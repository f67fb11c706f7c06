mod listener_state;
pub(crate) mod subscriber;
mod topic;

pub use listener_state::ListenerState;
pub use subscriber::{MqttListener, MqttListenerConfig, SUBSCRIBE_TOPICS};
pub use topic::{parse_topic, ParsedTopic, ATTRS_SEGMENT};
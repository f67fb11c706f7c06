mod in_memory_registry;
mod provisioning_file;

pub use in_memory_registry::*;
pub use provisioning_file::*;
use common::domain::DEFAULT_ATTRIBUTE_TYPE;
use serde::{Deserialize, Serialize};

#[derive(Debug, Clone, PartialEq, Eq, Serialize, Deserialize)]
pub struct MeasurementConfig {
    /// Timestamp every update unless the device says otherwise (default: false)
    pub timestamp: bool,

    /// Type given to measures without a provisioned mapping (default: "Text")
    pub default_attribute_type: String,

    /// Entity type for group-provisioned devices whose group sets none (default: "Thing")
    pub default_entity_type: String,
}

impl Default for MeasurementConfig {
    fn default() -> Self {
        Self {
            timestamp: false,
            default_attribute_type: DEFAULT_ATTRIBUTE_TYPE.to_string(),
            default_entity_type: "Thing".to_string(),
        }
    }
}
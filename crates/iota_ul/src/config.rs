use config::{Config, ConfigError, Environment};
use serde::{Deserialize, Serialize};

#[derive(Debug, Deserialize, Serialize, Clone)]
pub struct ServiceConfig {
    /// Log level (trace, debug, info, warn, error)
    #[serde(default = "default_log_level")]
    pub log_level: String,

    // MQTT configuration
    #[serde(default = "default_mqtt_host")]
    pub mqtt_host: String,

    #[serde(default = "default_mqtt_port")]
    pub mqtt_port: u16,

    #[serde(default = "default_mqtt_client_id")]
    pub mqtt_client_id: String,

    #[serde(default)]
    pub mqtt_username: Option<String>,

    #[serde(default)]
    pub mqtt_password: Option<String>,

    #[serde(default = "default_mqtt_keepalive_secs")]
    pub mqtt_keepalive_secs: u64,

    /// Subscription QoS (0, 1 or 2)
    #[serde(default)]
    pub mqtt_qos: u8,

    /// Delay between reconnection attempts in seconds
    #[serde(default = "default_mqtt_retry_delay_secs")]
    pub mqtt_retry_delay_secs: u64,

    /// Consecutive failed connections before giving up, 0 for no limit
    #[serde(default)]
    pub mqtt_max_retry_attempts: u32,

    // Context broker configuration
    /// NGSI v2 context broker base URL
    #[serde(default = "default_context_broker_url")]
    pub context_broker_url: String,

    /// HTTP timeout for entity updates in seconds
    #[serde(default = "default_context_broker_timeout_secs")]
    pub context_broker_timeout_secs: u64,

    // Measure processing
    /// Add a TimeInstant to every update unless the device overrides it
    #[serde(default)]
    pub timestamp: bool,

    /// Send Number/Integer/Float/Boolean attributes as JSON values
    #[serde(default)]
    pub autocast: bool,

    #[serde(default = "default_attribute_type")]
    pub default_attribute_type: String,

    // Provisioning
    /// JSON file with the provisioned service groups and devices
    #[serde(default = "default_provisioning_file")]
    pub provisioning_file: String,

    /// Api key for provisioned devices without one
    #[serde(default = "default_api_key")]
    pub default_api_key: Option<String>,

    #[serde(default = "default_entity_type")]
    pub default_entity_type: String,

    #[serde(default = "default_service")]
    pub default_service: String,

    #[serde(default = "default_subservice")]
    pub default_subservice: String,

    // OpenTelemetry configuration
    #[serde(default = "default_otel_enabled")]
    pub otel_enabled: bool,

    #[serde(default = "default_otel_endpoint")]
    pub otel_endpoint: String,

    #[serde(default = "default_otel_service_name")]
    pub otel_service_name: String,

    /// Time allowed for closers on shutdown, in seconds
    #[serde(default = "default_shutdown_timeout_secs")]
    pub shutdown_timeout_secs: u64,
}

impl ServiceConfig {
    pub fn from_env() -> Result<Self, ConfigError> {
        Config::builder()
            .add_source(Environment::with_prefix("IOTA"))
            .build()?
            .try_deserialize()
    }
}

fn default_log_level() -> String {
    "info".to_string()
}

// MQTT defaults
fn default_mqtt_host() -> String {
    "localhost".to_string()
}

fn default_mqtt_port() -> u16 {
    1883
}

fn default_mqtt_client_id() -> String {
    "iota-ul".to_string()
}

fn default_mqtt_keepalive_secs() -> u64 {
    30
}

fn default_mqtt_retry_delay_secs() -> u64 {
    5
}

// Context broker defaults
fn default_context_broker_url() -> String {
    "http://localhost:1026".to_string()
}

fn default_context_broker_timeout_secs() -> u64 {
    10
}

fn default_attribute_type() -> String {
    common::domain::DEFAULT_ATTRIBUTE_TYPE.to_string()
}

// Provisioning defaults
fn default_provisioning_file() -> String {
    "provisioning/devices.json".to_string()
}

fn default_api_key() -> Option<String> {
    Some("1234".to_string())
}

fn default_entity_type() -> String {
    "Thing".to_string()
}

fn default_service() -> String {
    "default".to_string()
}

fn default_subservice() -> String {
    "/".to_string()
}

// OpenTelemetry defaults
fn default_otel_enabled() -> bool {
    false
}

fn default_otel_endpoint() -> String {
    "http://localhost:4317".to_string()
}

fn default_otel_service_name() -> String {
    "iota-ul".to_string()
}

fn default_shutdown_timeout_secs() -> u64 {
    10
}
####
### WHAT THIS TASK INVOLVES
In the records above, find every line that contains the word "Thing" and copy it.

### EXERCISE RESULT
    /// Entity type for group-provisioned devices whose group sets none (default: "Thing")
            default_entity_type: "Thing".to_string(),
    "Thing".to_string()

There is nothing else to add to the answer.